» What you are asked to do
If a line in the listing below has the string "SqlitePoolOptions", copy it out.

» Source data
▶
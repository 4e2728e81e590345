//! Statement executor.
//!
//! Renders statements with the SQLite dialect and runs them on a pool.

use std::fmt;
use std::sync::Arc;
use std::time::{Duration, Instant};

use jetsql_core::{SqlValue, SqliteDialect, Statement};
use sqlx::sqlite::{SqliteArguments, SqlitePool, SqliteRow};
use sqlx::{Arguments, FromRow};
use tracing::debug;

use crate::error::Result;

/// What the logging hook is told about each executed statement.
#[derive(Debug, Clone, PartialEq, Eq)]
pub struct StatementLog {
    /// SQL text with placeholders, as sent to the database.
    pub sql: String,
    /// SQL text with the arguments inlined.
    pub debug_sql: String,
    pub elapsed: Duration,
    /// Rows changed; `None` for queries.
    pub rows_affected: Option<u64>,
}

type Logger = Arc<dyn Fn(&StatementLog) + Send + Sync>;

/// Outcome of [`Executor::exec`].
#[derive(Debug, Clone, Copy, PartialEq, Eq)]
pub struct ExecResult {
    pub rows_affected: u64,
    /// Rowid of the last inserted row.
    pub last_insert_id: i64,
}

/// Executes statements against a SQLite pool.
#[derive(Clone)]
pub struct Executor {
    pool: SqlitePool,
    dialect: SqliteDialect,
    logger: Option<Logger>,
}

impl fmt::Debug for Executor {
    fn fmt(&self, f: &mut fmt::Formatter<'_>) -> fmt::Result {
        f.debug_struct("Executor")
            .field("pool", &self.pool)
            .field("logger", &self.logger.is_some())
            .finish_non_exhaustive()
    }
}

impl Executor {
    /// Creates an executor without a logging hook.
    #[must_use]
    pub const fn new(pool: SqlitePool) -> Self {
        Self {
            pool,
            dialect: SqliteDialect::new(),
            logger: None,
        }
    }

    /// Installs a hook called after every executed statement.
    #[must_use]
    pub fn with_logger(mut self, hook: impl Fn(&StatementLog) + Send + Sync + 'static) -> Self {
        self.logger = Some(Arc::new(hook));
        self
    }

    #[must_use]
    pub const fn pool(&self) -> &SqlitePool {
        &self.pool
    }

    /// Runs a statement that returns no rows.
    ///
    /// # Errors
    ///
    /// Returns [`ExecError::Build`](crate::ExecError::Build) when the
    /// statement cannot be rendered and
    /// [`ExecError::Database`](crate::ExecError::Database) when SQLite rejects
    /// it.
    pub async fn exec(&self, stmt: &(impl Statement + Sync)) -> Result<ExecResult> {
        let (sql, args) = self.render(stmt)?;
        let started = Instant::now();
        let done = sqlx::query_with(&sql, bind_all(args)?)
            .execute(&self.pool)
            .await?;
        self.log(stmt, &sql, started, Some(done.rows_affected()));
        Ok(ExecResult {
            rows_affected: done.rows_affected(),
            last_insert_id: done.last_insert_rowid(),
        })
    }

    /// Runs a query and returns the raw rows.
    ///
    /// # Errors
    ///
    /// Same as [`Executor::exec`].
    pub async fn query(&self, stmt: &(impl Statement + Sync)) -> Result<Vec<SqliteRow>> {
        let (sql, args) = self.render(stmt)?;
        let started = Instant::now();
        let rows = sqlx::query_with(&sql, bind_all(args)?)
            .fetch_all(&self.pool)
            .await?;
        self.log(stmt, &sql, started, None);
        Ok(rows)
    }

    /// Runs a query and maps every row with [`FromRow`].
    ///
    /// Projected columns are labelled `table.column`, so row structs name
    /// their fields with `#[sqlx(rename = "table.column")]`.
    ///
    /// # Errors
    ///
    /// Same as [`Executor::exec`], plus mapping failures as
    /// [`ExecError::Database`](crate::ExecError::Database).
    pub async fn query_as<T>(&self, stmt: &(impl Statement + Sync)) -> Result<Vec<T>>
    where
        T: for<'r> FromRow<'r, SqliteRow> + Send + Unpin,
    {
        let (sql, args) = self.render(stmt)?;
        let started = Instant::now();
        let rows = sqlx::query_as_with::<_, T, _>(&sql, bind_all(args)?)
            .fetch_all(&self.pool)
            .await?;
        self.log(stmt, &sql, started, None);
        Ok(rows)
    }

    fn render(&self, stmt: &impl Statement) -> Result<(String, Vec<SqlValue>)> {
        let (sql, args) = stmt.sql(&self.dialect)?;
        debug!(sql = %sql, args = args.len(), "Executing statement");
        Ok((sql, args))
    }

    fn log(&self, stmt: &impl Statement, sql: &str, started: Instant, rows_affected: Option<u64>) {
        let Some(logger) = &self.logger else {
            return;
        };
        let entry = StatementLog {
            sql: sql.to_owned(),
            debug_sql: stmt.debug_sql(&self.dialect).unwrap_or_default(),
            elapsed: started.elapsed(),
            rows_affected,
        };
        logger(&entry);
    }
}

/// Binds arguments positionally.
fn bind_all<'q>(values: Vec<SqlValue>) -> Result<SqliteArguments<'q>> {
    let mut args = SqliteArguments::default();
    for value in values {
        let added = match value {
            SqlValue::Null => args.add(Option::<i64>::None),
            SqlValue::Bool(b) => args.add(b),
            SqlValue::Int(i) => args.add(i),
            SqlValue::Float(f) => args.add(f),
            SqlValue::Text(s) => args.add(s),
            SqlValue::Blob(b) => args.add(b),
            SqlValue::Date(d) => args.add(d),
            SqlValue::Time(t) => args.add(t),
            SqlValue::Timestamp(ts) => args.add(ts),
            SqlValue::TimestampTz(ts) => args.add(ts),
        };
        added.map_err(sqlx::Error::Encode)?;
    }
    Ok(args)
}

#[cfg(test)]
mod tests {
    use std::sync::Mutex;

    use super::*;
    use crate::error::ExecError;
    use jetsql_core::expr::kind::{Integer, Text};
    use jetsql_core::expr::ExprKind;
    use jetsql_core::statement::{raw_statement, select};
    use jetsql_core::table::{Column, ReadableTable, Table, TableSource};
    use sqlx::sqlite::SqlitePoolOptions;
    use sqlx::Row;

    async fn create_test_pool() -> SqlitePool {
        let pool = SqlitePoolOptions::new()
            .max_connections(1)
            .connect(":memory:")
            .await
            .expect("Failed to create in-memory SQLite pool");
        sqlx::query("CREATE TABLE notes (id INTEGER PRIMARY KEY, body TEXT NOT NULL)")
            .execute(&pool)
            .await
            .unwrap();
        pool
    }

    fn notes() -> Table {
        Table::new(
            None,
            "notes",
            &[("id", ExprKind::Integer), ("body", ExprKind::String)],
        )
    }

    fn id() -> Column<Integer> {
        Column::new("notes", "id")
    }

    fn body() -> Column<Text> {
        Column::new("notes", "body")
    }

    #[tokio::test]
    async fn test_exec_reports_rows_and_rowid() {
        let executor = Executor::new(create_test_pool().await);
        let insert = notes().insert(&body()).values(("a",)).values(("b",));
        let done = executor.exec(&insert).await.unwrap();
        assert_eq!(done.rows_affected, 2);
        assert_eq!(done.last_insert_id, 2);

        let update = notes()
            .update(&body())
            .set(("c",))
            .where_clause(id().gt(1));
        assert_eq!(executor.exec(&update).await.unwrap().rows_affected, 1);
    }

    #[tokio::test]
    async fn test_query_rows_use_dotted_labels() {
        let executor = Executor::new(create_test_pool().await);
        executor
            .exec(&notes().insert(&body()).values(("hello",)))
            .await
            .unwrap();
        let rows = executor
            .query(&notes().select((&id(), &body())))
            .await
            .unwrap();
        assert_eq!(rows.len(), 1);
        let text: String = rows[0].get("notes.body");
        assert_eq!(text, "hello");
    }

    #[tokio::test]
    async fn test_logger_sees_debug_sql() {
        let seen: Arc<Mutex<Vec<StatementLog>>> = Arc::default();
        let sink = Arc::clone(&seen);
        let executor = Executor::new(create_test_pool().await)
            .with_logger(move |log| sink.lock().unwrap().push(log.clone()));

        executor
            .exec(&notes().insert(&body()).values(("x",)))
            .await
            .unwrap();
        executor
            .query(&select(&body()).from(&notes()).where_clause(id().eq(1)))
            .await
            .unwrap();

        let logs = seen.lock().unwrap();
        assert_eq!(logs.len(), 2);
        assert_eq!(logs[0].sql, "INSERT INTO notes (body)\nVALUES (?);");
        assert_eq!(logs[0].debug_sql, "INSERT INTO notes (body)\nVALUES ('x');");
        assert_eq!(logs[0].rows_affected, Some(1));
        assert!(logs[1].debug_sql.ends_with("WHERE (notes.id = 1);"));
        assert_eq!(logs[1].rows_affected, None);
    }

    #[tokio::test]
    async fn test_build_error_is_not_sent() {
        let executor = Executor::new(create_test_pool().await);
        let err = executor.exec(&notes().delete()).await.unwrap_err();
        assert!(matches!(err, ExecError::Build(_)));
    }

    #[tokio::test]
    async fn test_database_error() {
        let executor = Executor::new(create_test_pool().await);
        let err = executor
            .exec(&raw_statement("INSERT INTO missing VALUES (:v)").arg("v", 1))
            .await
            .unwrap_err();
        assert!(matches!(err, ExecError::Database(_)));
    }
}
//! Clause fragments shared by the statement builders.
//!
//! Every clause implements [`WriteSql`](crate::render::WriteSql). Optional
//! clauses render nothing when empty; the statements decide where each
//! clause goes and whether it is mandatory.

mod assign;
mod conflict;
mod lock;
mod order;
mod projection;

pub use assign::{Assignment, IntoAssignments, IntoValues};
pub use conflict::{ConflictAction, OnConflict, OnDuplicateKeyUpdate};
pub use lock::{LockStrength, LockWait, RowLock};
pub use order::{Direction, IntoOrderBy, NullsOrder, OrderByItem};
pub use projection::{ExportedColumn, IntoProjections, Projection, ProjectionItem};
pub(crate) use projection::write_projections;

use crate::error::Result;
use crate::expr::Expression;
use crate::render::{SqlBuilder, WriteSql};

/// Writes `KEYWORD item, item, ...` on a new line, or nothing for an empty list.
pub(crate) fn write_list_clause<T: WriteSql>(
    b: &mut SqlBuilder<'_>,
    keyword: &str,
    items: &[T],
) -> Result<()> {
    if items.is_empty() {
        return Ok(());
    }
    b.new_line();
    b.write_str(keyword);
    b.write_char(' ');
    b.write_list(items, ", ", |b, item| item.write_sql(b))
}

/// Writes `KEYWORD expr` on a new line when `expr` is set.
pub(crate) fn write_optional_clause(
    b: &mut SqlBuilder<'_>,
    keyword: &str,
    expr: Option<&Expression>,
) -> Result<()> {
    let Some(expr) = expr else {
        return Ok(());
    };
    b.new_line();
    b.write_str(keyword);
    b.write_char(' ');
    expr.write_sql(b)
}

/// Writes a `RETURNING` list, failing on dialects without it.
pub(crate) fn write_returning(b: &mut SqlBuilder<'_>, returning: &[Projection]) -> Result<()> {
    if returning.is_empty() {
        return Ok(());
    }
    b.dialect().require(crate::dialect::Feature::Returning)?;
    b.new_line();
    b.write_str("RETURNING ");
    write_projections(b, returning)
}
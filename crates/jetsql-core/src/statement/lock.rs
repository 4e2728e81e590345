use crate::error::Result;
use crate::render::{SqlBuilder, WriteSql};
use crate::table::{Table, TableSource};

/// Table lock modes of PostgreSQL `LOCK TABLE` and MySQL `LOCK TABLES`.
#[derive(Debug, Clone, Copy, PartialEq, Eq, Hash)]
pub enum TableLockMode {
    AccessShare,
    RowShare,
    RowExclusive,
    ShareUpdateExclusive,
    Share,
    ShareRowExclusive,
    Exclusive,
    AccessExclusive,
    /// MySQL `READ`.
    Read,
    /// MySQL `WRITE`.
    Write,
}

impl TableLockMode {
    #[must_use]
    pub const fn as_sql(self) -> &'static str {
        match self {
            Self::AccessShare => "ACCESS SHARE",
            Self::RowShare => "ROW SHARE",
            Self::RowExclusive => "ROW EXCLUSIVE",
            Self::ShareUpdateExclusive => "SHARE UPDATE EXCLUSIVE",
            Self::Share => "SHARE",
            Self::ShareRowExclusive => "SHARE ROW EXCLUSIVE",
            Self::Exclusive => "EXCLUSIVE",
            Self::AccessExclusive => "ACCESS EXCLUSIVE",
            Self::Read => "READ",
            Self::Write => "WRITE",
        }
    }
}

/// A table-level lock statement. The dialect decides the spelling.
#[derive(Debug, Clone)]
#[must_use]
pub struct LockStatement {
    tables: Vec<Table>,
    mode: Option<TableLockMode>,
    nowait: bool,
}

impl LockStatement {
    pub const fn new(tables: Vec<Table>) -> Self {
        Self {
            tables,
            mode: None,
            nowait: false,
        }
    }

    /// Adds another table to lock.
    pub fn and(mut self, table: &impl TableSource) -> Self {
        self.tables.push(table.table().clone());
        self
    }

    pub const fn in_mode(mut self, mode: TableLockMode) -> Self {
        self.mode = Some(mode);
        self
    }

    pub const fn nowait(mut self) -> Self {
        self.nowait = true;
        self
    }

    #[must_use]
    pub fn tables(&self) -> &[Table] {
        &self.tables
    }

    #[must_use]
    pub const fn mode(&self) -> Option<TableLockMode> {
        self.mode
    }

    #[must_use]
    pub const fn is_nowait(&self) -> bool {
        self.nowait
    }
}

impl WriteSql for LockStatement {
    fn write_sql(&self, b: &mut SqlBuilder<'_>) -> Result<()> {
        b.dialect().write_lock_statement(b, self)
    }
}

impl super::Statement for LockStatement {}

/// MySQL `UNLOCK TABLES`.
#[derive(Debug, Clone, Copy, Default)]
pub struct UnlockStatement;

#[must_use]
pub const fn unlock_tables() -> UnlockStatement {
    UnlockStatement
}

impl WriteSql for UnlockStatement {
    fn write_sql(&self, b: &mut SqlBuilder<'_>) -> Result<()> {
        b.dialect().write_unlock_statement(b)
    }
}

impl super::Statement for UnlockStatement {}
◀
» Result of the task
    use sqlx::sqlite::SqlitePoolOptions;
        let pool = SqlitePoolOptions::new()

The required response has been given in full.